# Stored data entries
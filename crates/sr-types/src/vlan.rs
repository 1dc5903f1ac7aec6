//! VLAN ID type with validation.

use crate::ParseError;
use serde::{Deserialize, Serialize};
use std::fmt;
use std::str::FromStr;

/// IEEE 802.1Q VLAN identifier (1-4094).
///
/// VLAN 0 and VLAN 4095 are reserved by the standard and rejected.
/// Used by L2 cross-connect endpoints to select a tagged sub-interface.
#[derive(Debug, Clone, Copy, PartialEq, Eq, Hash, PartialOrd, Ord, Serialize, Deserialize)]
#[serde(try_from = "u16", into = "u16")]
pub struct VlanId(u16);

impl VlanId {
    pub const MIN: u16 = 1;
    pub const MAX: u16 = 4094;

    /// Creates a new VLAN ID.
    ///
    /// # Errors
    ///
    /// Returns an error if the VLAN ID is not in the valid range (1-4094).
    pub const fn new(id: u16) -> Result<Self, ParseError> {
        if id >= Self::MIN && id <= Self::MAX {
            Ok(VlanId(id))
        } else {
            Err(ParseError::InvalidVlanId(id))
        }
    }

    pub const fn as_u16(&self) -> u16 {
        self.0
    }
}

impl fmt::Display for VlanId {
    fn fmt(&self, f: &mut fmt::Formatter<'_>) -> fmt::Result {
        write!(f, "{}", self.0)
    }
}

impl FromStr for VlanId {
    type Err = ParseError;

    fn from_str(s: &str) -> Result<Self, Self::Err> {
        let id: u16 = s.parse().map_err(|_| ParseError::InvalidVlanId(0))?;
        VlanId::new(id)
    }
}

impl TryFrom<u16> for VlanId {
    type Error = ParseError;

    fn try_from(id: u16) -> Result<Self, Self::Error> {
        VlanId::new(id)
    }
}

impl From<VlanId> for u16 {
    fn from(vlan: VlanId) -> u16 {
        vlan.0
    }
}

#[cfg(test)]
mod tests {
    use super::*;
    use pretty_assertions::assert_eq;

    #[test]
    fn test_valid_vlan_ids() {
        assert!(VlanId::new(1).is_ok());
        assert!(VlanId::new(300).is_ok());
        assert!(VlanId::new(4094).is_ok());
    }

    #[test]
    fn test_reserved_vlan_ids() {
        assert!(VlanId::new(0).is_err());
        assert!(VlanId::new(4095).is_err());
    }

    #[test]
    fn test_parse_and_display() {
        let vlan: VlanId = "300".parse().unwrap();
        assert_eq!(vlan.as_u16(), 300);
        assert_eq!(vlan.to_string(), "300");
    }
}
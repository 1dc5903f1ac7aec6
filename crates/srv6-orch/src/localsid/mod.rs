//! LocalSID table and behavior registry.

mod behavior;
mod orch;
mod types;

pub use behavior::{BehaviorRegistry, SrBehavior};
pub use orch::{LocalSidOrch, LocalSidOrchStats};
pub use types::{
    BehaviorCode, BehaviorParams, LocalSid, SR_BEHAVIOR_END, SR_BEHAVIOR_END_DT4,
    SR_BEHAVIOR_END_DT6, SR_BEHAVIOR_END_DX2, SR_BEHAVIOR_END_DX4, SR_BEHAVIOR_END_DX6,
    SR_BEHAVIOR_END_T, SR_BEHAVIOR_END_X, SR_PLUGIN_CODE_BASE,
};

# AIM OF THE TASK
Only the lines from the beginning of the entries through the line bearing "a tagged sub-interface." should be returned, each exactly as written.

# EXPECTED ANSWER
filename crates/sr-types/src/vlan.rs
repository 1dc5903f1ac7aec6
//! VLAN ID type with validation.

use crate::ParseError;
use serde::{Deserialize, Serialize};
use std::fmt;
use std::str::FromStr;

/// IEEE 802.1Q VLAN identifier (1-4094).
///
/// VLAN 0 and VLAN 4095 are reserved by the standard and rejected.
/// Used by L2 cross-connect endpoints to select a tagged sub-interface.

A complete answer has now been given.